* Task objective: Each line in the entries below that holds the string "openai" must be copied.

* Material shown:
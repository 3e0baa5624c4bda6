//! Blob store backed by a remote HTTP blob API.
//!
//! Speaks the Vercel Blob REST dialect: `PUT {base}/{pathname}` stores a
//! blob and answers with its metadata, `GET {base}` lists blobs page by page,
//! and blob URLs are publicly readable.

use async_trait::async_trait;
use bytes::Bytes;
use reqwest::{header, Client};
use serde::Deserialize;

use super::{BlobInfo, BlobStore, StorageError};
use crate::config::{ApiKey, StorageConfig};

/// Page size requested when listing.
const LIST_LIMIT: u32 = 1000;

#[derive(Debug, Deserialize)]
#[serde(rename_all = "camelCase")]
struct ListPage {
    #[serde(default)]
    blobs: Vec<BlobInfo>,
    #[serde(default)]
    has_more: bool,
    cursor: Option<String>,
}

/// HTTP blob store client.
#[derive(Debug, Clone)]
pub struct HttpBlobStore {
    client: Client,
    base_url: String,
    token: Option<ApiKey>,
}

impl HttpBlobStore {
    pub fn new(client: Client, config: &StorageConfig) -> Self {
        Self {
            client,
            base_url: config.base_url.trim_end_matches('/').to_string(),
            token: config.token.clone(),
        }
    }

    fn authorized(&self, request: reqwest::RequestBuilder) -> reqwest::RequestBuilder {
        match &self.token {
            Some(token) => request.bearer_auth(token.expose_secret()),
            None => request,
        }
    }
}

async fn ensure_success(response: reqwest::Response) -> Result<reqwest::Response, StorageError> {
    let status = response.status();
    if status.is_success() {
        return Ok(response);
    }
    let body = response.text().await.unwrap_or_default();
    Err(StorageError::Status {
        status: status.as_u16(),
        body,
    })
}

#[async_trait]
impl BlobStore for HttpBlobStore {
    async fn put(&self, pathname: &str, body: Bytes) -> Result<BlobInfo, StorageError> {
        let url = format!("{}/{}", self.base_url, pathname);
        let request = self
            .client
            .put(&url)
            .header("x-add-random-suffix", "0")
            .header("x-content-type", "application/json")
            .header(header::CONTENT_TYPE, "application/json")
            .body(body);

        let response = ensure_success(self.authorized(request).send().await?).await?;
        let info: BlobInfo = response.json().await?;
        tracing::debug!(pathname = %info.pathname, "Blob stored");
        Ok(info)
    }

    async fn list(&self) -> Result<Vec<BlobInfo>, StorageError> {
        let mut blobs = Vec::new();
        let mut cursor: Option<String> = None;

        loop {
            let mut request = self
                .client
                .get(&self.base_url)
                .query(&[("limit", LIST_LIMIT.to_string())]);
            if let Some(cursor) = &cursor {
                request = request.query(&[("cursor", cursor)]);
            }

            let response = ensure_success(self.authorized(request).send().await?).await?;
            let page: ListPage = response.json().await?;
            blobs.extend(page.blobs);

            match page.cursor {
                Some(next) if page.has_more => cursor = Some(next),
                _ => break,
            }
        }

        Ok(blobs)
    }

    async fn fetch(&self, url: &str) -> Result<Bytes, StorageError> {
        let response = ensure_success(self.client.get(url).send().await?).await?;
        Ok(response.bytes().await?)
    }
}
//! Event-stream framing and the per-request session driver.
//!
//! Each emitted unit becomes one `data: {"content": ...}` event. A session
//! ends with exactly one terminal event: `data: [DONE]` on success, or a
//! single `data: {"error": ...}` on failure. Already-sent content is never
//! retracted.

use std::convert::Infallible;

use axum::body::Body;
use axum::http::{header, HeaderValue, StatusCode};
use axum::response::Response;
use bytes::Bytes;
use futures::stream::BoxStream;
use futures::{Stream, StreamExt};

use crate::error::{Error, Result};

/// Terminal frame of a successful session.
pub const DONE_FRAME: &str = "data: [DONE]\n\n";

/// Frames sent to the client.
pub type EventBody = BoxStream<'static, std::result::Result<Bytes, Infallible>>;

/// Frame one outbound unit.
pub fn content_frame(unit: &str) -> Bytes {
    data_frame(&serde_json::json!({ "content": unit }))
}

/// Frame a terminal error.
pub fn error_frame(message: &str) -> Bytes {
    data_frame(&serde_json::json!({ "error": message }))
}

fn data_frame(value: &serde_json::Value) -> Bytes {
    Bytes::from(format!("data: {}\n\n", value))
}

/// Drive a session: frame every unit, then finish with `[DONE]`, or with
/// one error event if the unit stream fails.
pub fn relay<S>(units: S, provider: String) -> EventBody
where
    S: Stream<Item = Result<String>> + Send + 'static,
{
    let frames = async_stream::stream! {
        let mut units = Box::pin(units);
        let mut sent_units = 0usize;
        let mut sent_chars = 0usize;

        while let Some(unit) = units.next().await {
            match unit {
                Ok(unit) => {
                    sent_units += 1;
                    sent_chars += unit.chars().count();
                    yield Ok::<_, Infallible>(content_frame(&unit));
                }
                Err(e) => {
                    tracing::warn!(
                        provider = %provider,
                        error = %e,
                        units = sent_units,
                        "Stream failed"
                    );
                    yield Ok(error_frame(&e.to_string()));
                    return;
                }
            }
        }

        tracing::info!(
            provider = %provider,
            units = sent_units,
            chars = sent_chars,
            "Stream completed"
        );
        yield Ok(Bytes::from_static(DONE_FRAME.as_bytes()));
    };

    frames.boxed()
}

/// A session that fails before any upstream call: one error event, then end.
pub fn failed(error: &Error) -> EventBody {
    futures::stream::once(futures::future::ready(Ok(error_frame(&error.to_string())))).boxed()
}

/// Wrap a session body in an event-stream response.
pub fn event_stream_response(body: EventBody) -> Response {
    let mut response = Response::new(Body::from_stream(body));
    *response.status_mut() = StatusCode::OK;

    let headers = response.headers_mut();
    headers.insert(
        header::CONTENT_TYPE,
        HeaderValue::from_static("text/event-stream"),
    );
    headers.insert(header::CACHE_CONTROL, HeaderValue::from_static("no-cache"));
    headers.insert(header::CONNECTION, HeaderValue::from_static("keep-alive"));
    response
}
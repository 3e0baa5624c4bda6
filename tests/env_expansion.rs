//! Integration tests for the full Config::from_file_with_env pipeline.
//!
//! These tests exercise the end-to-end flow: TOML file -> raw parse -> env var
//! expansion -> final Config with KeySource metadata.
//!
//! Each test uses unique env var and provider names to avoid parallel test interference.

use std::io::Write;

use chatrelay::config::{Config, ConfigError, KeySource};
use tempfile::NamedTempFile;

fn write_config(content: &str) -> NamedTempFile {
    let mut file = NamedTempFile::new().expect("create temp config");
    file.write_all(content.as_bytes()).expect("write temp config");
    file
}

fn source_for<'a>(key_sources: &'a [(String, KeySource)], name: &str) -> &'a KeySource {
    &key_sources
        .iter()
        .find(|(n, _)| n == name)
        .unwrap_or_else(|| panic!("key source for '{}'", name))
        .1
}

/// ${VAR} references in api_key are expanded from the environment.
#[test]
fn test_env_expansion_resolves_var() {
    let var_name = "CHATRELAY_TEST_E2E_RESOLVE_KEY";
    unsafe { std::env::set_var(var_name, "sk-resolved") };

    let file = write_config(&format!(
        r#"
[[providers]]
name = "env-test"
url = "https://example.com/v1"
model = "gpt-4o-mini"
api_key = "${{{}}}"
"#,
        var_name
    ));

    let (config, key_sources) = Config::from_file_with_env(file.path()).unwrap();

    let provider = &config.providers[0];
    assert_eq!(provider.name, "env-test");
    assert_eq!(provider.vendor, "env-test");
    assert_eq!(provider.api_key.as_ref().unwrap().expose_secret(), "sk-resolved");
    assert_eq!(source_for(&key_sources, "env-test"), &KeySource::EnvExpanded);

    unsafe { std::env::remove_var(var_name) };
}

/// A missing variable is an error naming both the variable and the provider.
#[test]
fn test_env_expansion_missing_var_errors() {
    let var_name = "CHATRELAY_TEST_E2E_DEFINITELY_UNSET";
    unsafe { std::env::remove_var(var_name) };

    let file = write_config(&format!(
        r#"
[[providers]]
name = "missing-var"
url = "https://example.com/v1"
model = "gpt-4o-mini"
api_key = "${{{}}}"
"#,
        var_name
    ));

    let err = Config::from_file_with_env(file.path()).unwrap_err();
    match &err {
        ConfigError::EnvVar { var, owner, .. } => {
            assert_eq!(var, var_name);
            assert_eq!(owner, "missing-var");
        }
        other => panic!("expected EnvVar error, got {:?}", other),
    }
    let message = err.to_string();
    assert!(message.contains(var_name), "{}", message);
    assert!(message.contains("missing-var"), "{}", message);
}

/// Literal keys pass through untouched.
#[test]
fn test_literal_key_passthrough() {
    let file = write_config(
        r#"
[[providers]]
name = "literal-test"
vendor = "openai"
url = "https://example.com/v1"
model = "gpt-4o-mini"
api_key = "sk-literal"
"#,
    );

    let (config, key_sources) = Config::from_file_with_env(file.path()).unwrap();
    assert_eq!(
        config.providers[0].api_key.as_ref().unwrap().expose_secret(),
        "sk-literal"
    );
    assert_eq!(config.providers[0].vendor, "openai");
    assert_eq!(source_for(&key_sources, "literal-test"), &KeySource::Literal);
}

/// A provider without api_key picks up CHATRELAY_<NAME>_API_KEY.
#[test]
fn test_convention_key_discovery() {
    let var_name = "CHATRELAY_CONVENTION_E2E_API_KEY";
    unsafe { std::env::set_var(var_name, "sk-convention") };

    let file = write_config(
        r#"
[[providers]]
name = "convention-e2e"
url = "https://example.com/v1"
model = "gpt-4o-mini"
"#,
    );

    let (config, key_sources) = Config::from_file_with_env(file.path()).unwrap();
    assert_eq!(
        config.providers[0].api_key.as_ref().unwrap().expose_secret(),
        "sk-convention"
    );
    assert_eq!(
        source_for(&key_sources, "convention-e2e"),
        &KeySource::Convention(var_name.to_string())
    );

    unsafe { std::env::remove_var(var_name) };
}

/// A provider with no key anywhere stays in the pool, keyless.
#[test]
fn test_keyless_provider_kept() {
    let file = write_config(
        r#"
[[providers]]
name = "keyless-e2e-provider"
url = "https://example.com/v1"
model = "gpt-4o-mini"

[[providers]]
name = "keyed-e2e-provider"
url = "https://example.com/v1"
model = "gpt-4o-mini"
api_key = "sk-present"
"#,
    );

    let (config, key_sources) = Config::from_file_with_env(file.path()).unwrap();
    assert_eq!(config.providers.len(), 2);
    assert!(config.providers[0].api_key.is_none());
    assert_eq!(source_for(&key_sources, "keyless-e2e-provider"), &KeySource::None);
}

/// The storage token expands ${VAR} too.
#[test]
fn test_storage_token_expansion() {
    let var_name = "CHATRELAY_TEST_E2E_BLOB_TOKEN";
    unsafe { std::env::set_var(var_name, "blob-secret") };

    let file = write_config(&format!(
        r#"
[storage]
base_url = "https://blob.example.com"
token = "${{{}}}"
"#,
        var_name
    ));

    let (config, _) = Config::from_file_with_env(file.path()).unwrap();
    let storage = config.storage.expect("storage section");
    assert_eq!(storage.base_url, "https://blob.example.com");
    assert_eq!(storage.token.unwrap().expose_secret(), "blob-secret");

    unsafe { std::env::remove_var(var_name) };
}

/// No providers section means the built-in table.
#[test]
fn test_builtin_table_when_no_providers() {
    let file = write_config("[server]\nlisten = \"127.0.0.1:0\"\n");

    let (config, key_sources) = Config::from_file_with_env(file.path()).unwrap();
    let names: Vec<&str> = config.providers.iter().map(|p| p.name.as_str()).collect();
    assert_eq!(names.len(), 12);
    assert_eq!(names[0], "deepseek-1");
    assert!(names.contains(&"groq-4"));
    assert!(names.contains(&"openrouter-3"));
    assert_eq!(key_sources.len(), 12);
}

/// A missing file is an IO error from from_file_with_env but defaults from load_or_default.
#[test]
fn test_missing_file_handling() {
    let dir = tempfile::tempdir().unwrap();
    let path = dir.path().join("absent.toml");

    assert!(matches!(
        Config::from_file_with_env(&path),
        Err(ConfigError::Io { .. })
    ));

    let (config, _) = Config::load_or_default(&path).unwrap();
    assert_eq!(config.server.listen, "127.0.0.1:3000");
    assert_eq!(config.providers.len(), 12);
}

* Reply to the exercise:
vendor = "openai"
    assert_eq!(config.providers[0].vendor, "openai");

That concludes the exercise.